YOUR GOAL> How many lines in the entries below include the string "reach"? Answer with the number only.

Data records
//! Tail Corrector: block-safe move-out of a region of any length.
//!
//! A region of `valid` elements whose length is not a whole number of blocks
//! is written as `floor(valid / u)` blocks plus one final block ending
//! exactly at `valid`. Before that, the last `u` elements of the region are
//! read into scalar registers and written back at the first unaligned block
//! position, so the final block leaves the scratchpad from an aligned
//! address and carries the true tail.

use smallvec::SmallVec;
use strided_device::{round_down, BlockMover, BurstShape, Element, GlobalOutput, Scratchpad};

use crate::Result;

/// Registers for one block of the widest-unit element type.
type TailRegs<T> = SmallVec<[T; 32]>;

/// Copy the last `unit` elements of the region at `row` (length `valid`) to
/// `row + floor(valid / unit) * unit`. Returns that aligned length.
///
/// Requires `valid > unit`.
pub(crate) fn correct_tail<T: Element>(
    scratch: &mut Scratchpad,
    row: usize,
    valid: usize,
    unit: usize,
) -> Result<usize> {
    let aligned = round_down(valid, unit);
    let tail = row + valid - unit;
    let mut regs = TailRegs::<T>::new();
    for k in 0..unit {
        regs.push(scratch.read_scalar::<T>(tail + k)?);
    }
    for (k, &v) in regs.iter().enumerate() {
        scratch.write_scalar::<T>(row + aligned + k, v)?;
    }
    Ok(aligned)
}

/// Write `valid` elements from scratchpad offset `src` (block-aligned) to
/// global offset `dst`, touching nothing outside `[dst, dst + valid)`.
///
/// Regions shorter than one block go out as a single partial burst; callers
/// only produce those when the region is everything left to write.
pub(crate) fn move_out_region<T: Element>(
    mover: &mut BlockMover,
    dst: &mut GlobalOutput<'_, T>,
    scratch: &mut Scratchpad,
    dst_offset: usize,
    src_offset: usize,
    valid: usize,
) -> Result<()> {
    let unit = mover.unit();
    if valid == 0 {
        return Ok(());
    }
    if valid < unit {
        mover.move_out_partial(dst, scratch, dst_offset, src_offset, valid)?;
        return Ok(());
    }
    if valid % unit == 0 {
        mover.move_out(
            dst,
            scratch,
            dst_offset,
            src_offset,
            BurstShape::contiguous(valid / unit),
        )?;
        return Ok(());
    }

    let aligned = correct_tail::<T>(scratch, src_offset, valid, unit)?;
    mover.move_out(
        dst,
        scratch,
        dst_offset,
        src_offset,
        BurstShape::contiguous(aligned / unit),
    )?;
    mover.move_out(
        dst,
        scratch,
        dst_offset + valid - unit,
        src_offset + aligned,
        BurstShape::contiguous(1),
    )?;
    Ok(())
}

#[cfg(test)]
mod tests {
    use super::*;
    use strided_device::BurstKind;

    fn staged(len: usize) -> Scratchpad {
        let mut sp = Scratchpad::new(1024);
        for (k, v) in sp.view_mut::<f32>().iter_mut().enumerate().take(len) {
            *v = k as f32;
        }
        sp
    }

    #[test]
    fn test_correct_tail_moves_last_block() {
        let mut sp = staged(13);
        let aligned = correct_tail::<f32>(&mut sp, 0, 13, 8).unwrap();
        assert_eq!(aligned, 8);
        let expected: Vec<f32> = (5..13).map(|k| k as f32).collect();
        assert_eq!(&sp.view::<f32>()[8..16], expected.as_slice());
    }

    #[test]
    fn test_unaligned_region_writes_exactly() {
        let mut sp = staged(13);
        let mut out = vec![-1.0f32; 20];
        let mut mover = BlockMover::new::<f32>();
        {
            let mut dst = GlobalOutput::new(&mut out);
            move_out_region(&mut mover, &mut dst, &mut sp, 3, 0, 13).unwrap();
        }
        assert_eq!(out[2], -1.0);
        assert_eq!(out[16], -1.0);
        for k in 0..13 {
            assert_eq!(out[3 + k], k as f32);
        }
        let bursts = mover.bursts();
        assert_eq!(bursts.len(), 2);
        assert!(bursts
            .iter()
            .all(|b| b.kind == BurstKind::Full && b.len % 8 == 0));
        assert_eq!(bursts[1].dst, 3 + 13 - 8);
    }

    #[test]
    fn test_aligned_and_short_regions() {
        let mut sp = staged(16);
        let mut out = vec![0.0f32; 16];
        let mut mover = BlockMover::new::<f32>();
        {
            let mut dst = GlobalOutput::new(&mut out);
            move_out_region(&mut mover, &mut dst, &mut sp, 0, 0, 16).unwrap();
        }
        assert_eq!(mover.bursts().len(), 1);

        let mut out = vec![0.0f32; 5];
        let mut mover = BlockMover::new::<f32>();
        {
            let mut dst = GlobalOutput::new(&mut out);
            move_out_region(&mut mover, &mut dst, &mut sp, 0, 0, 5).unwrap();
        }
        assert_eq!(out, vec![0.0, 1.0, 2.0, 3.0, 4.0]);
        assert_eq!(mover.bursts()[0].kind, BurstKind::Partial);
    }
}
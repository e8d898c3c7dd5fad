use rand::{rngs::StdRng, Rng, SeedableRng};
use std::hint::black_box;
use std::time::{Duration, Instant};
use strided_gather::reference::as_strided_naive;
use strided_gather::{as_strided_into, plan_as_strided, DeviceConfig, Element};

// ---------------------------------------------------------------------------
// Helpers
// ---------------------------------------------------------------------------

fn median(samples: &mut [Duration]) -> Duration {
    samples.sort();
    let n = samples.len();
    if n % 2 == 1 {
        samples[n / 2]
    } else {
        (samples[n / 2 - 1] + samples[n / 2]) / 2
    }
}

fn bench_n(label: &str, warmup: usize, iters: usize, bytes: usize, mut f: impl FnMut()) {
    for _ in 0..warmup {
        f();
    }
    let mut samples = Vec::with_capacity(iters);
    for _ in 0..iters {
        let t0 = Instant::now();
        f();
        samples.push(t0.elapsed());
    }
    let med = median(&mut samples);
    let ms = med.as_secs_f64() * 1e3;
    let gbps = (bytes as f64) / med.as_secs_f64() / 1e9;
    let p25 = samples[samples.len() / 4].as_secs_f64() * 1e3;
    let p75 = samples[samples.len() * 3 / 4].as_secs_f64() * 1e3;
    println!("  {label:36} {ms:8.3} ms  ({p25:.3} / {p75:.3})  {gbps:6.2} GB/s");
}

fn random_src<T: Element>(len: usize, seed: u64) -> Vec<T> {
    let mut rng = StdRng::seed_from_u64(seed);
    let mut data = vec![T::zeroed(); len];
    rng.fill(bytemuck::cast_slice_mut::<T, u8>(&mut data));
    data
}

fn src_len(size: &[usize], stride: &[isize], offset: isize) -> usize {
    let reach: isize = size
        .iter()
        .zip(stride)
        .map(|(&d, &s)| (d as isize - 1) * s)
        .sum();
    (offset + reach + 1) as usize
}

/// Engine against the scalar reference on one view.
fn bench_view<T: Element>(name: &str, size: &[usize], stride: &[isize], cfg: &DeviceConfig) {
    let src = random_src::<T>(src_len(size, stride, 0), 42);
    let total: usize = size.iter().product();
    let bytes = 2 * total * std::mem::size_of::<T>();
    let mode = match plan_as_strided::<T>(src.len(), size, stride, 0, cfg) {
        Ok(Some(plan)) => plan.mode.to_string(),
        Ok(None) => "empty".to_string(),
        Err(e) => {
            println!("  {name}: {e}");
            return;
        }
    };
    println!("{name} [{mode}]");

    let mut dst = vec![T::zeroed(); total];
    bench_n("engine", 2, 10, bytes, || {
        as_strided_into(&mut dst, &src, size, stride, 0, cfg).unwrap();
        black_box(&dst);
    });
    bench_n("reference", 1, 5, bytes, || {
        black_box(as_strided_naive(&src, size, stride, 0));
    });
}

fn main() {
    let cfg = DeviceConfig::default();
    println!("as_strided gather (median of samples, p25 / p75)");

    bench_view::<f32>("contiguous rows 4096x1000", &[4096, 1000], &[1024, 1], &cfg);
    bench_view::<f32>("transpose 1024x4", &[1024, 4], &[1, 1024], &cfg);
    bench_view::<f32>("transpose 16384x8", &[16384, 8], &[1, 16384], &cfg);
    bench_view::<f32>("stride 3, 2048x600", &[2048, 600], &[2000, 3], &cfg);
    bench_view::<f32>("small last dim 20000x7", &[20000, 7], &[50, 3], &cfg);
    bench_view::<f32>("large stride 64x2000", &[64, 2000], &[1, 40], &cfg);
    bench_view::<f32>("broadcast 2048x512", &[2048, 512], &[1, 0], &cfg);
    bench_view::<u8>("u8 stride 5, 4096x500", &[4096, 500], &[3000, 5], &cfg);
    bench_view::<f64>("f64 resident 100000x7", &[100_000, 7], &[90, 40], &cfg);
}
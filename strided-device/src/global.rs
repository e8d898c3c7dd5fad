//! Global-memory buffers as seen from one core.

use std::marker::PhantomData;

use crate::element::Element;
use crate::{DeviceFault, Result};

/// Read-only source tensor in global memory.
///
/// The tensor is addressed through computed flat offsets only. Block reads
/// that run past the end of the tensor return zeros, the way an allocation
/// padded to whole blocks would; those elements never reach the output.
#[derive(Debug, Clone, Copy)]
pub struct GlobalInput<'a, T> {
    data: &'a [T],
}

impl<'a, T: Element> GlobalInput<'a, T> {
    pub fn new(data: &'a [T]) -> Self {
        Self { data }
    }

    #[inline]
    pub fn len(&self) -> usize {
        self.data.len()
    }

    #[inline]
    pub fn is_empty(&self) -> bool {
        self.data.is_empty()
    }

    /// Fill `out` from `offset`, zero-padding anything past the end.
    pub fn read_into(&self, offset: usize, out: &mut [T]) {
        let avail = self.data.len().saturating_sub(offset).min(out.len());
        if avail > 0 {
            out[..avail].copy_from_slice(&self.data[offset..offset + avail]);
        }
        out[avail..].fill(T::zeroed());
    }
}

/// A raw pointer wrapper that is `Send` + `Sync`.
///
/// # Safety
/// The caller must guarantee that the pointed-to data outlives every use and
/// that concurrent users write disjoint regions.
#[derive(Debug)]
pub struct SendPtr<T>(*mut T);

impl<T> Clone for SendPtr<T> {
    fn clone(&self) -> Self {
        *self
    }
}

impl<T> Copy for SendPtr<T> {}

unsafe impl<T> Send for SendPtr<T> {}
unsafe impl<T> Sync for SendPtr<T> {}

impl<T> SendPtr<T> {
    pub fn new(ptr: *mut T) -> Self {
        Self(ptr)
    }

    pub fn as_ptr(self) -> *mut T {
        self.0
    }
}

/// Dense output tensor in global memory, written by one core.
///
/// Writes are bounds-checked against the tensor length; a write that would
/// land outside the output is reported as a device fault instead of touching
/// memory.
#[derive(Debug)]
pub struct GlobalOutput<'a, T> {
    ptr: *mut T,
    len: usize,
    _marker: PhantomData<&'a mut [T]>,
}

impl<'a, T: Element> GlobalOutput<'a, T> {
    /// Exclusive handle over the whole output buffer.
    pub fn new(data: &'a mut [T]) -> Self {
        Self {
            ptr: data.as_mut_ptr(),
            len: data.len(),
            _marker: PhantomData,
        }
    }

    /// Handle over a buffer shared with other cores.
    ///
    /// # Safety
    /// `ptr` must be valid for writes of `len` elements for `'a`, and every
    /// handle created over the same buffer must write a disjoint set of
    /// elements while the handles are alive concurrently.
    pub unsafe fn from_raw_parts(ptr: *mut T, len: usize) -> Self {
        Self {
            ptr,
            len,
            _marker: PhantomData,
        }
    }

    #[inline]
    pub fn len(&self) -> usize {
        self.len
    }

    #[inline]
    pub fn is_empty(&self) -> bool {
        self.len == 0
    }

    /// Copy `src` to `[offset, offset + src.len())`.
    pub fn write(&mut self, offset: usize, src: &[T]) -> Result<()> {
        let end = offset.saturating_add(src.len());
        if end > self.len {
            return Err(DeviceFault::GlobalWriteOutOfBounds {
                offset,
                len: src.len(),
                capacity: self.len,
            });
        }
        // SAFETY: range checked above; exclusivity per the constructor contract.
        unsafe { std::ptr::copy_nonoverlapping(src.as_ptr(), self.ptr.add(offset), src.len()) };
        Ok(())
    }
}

EXERCISE OUTPUT> 3